Records supplied: Begin
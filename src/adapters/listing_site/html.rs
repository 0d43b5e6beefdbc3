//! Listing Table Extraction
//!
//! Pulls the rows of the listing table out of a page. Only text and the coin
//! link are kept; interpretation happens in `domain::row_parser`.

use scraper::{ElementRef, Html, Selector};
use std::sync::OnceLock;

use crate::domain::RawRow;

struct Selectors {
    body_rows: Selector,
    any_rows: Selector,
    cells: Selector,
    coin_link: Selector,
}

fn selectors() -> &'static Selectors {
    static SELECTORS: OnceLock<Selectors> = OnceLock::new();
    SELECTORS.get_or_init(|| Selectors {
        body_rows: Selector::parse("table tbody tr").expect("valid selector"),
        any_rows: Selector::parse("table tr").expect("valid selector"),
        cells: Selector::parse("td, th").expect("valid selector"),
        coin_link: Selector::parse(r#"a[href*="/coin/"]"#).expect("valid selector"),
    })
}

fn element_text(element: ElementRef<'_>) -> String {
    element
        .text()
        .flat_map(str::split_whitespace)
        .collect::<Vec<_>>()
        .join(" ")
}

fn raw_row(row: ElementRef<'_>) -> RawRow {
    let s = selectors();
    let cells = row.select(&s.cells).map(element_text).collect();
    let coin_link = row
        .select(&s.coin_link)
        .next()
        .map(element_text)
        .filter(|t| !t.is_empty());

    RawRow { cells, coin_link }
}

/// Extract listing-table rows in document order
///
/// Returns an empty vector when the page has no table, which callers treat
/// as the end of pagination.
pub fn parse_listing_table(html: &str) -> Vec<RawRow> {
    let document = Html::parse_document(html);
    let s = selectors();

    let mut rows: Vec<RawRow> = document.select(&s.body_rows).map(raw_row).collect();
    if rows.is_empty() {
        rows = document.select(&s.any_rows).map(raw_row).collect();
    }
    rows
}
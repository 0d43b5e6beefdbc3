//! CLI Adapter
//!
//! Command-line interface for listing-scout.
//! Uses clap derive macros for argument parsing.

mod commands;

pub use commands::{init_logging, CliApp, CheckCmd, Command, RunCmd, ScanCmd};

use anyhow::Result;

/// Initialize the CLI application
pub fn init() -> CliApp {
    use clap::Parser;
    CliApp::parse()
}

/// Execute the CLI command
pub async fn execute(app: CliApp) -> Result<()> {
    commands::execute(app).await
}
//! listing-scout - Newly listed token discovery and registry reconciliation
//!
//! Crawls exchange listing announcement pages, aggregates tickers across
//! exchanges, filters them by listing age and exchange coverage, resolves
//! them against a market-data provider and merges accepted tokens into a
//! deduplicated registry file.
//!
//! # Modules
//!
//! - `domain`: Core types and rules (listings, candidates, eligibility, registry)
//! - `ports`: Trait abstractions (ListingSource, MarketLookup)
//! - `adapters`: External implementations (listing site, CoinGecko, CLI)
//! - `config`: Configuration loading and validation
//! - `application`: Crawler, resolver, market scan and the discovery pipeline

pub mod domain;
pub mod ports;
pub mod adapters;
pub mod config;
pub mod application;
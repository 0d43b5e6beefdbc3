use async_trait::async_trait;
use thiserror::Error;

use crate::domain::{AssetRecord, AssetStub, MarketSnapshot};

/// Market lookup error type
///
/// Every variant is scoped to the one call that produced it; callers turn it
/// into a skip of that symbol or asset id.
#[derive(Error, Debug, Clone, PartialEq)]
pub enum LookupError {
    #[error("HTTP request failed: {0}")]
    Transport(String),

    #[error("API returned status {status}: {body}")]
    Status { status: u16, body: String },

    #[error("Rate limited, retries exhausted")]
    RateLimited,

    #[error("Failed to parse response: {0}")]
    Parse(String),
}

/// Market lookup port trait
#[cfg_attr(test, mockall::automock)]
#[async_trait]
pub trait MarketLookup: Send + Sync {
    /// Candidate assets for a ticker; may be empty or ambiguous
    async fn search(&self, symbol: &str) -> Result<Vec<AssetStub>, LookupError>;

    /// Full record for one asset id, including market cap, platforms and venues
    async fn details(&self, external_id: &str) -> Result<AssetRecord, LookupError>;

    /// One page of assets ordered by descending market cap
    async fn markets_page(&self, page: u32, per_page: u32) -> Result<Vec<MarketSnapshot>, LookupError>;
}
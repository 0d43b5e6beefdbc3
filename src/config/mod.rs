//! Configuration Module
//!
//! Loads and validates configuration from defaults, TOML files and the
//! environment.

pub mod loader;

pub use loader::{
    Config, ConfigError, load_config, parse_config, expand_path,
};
Records supplied: End
*Action item*. If a line in the records includes the string "self", copy it.

*Answer section*.
    async fn search(&self, symbol: &str) -> Result<Vec<AssetStub>, LookupError>;
    async fn details(&self, external_id: &str) -> Result<AssetRecord, LookupError>;
    async fn markets_page(&self, page: u32, per_page: u32) -> Result<Vec<MarketSnapshot>, LookupError>;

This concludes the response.